Dataset items

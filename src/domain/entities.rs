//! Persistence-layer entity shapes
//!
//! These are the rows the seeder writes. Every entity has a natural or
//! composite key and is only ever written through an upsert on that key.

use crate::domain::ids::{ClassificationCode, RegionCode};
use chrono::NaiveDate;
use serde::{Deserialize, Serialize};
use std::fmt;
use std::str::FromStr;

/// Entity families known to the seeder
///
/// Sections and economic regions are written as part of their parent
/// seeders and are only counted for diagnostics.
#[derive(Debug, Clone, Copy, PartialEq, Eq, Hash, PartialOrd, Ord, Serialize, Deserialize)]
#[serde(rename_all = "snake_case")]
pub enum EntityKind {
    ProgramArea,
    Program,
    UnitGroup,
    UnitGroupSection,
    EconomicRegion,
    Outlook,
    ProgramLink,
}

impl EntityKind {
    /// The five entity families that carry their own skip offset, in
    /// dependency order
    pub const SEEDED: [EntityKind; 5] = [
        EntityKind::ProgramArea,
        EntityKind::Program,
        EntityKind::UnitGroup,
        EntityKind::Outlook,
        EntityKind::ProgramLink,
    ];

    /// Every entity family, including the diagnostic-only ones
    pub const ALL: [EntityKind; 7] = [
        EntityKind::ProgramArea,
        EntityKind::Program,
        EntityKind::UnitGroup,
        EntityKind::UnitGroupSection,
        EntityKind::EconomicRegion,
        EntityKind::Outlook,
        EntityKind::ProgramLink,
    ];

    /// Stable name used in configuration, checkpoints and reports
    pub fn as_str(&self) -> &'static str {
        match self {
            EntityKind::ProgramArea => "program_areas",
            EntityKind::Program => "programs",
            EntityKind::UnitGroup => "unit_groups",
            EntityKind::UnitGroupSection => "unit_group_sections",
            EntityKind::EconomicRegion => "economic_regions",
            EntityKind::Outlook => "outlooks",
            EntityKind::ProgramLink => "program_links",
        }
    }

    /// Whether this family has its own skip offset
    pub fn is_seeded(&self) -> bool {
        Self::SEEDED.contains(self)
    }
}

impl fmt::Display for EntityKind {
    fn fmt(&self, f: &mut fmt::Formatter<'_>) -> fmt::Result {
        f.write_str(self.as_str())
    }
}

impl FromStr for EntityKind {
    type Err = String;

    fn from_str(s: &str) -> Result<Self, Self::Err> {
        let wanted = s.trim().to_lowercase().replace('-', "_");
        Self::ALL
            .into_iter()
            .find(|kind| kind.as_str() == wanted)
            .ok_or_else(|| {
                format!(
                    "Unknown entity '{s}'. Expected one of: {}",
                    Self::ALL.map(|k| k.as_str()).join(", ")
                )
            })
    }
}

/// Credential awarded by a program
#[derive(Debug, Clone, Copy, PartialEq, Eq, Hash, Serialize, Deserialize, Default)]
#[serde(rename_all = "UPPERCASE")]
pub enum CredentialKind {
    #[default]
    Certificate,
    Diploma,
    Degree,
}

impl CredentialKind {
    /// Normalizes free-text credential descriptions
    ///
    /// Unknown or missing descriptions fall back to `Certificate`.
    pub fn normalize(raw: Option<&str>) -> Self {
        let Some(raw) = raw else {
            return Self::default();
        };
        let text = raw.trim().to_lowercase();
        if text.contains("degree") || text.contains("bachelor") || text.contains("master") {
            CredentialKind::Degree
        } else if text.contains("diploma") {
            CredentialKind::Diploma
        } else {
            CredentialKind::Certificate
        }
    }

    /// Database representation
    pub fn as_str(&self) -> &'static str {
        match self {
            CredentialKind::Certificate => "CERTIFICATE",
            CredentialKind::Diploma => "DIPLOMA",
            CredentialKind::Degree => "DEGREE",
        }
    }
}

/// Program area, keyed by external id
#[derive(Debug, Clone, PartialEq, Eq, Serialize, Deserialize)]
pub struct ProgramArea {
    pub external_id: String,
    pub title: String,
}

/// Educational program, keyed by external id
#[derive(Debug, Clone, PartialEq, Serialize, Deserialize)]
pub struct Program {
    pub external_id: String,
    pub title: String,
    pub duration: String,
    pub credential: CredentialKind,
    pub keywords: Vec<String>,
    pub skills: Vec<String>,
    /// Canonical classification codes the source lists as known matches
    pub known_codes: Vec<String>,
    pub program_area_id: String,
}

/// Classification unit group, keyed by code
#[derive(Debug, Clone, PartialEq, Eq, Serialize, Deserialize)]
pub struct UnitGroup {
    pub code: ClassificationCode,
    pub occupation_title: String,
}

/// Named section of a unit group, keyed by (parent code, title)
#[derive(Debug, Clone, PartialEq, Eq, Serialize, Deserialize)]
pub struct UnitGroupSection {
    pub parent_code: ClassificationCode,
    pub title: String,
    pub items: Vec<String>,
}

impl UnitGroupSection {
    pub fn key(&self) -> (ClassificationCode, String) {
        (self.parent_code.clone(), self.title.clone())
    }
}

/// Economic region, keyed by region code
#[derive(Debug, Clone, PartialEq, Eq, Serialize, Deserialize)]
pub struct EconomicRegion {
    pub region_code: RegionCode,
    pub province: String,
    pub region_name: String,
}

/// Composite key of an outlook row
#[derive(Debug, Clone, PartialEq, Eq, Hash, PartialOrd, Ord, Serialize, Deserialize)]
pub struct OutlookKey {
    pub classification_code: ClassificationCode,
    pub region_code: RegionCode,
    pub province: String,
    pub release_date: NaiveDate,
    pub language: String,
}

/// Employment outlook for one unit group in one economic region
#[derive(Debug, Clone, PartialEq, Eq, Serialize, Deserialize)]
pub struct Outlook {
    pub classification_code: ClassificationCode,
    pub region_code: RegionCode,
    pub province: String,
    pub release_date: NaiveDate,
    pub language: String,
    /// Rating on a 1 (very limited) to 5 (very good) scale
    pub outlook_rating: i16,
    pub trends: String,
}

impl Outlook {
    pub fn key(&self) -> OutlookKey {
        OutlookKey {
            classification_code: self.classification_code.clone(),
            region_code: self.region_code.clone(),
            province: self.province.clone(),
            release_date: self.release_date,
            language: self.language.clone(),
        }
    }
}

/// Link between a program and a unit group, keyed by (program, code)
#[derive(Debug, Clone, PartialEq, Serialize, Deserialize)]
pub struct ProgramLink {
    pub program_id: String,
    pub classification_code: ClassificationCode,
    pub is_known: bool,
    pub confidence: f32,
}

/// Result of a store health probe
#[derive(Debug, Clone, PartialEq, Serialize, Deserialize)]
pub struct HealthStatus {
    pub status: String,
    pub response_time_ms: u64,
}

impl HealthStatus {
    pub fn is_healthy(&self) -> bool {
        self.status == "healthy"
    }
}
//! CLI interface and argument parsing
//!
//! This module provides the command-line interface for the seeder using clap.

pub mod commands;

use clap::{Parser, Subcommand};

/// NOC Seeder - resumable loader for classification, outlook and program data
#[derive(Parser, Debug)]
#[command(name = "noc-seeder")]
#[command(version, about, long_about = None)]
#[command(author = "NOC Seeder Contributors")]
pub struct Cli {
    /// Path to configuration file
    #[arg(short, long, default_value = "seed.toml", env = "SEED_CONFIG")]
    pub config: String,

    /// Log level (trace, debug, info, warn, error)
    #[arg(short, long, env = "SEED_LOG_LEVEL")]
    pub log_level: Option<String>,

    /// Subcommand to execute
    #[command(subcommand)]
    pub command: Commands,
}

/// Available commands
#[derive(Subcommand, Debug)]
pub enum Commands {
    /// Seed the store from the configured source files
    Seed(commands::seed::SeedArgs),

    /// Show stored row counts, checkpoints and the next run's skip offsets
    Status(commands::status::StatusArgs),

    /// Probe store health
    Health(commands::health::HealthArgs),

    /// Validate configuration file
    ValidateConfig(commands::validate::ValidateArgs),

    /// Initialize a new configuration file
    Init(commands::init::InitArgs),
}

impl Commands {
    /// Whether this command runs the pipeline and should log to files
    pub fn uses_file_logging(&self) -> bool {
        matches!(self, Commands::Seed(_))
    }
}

== Task details ==
After reading each line of the data, give only the number of lines that include the word "Unknown".

== Response to the exercise ==
2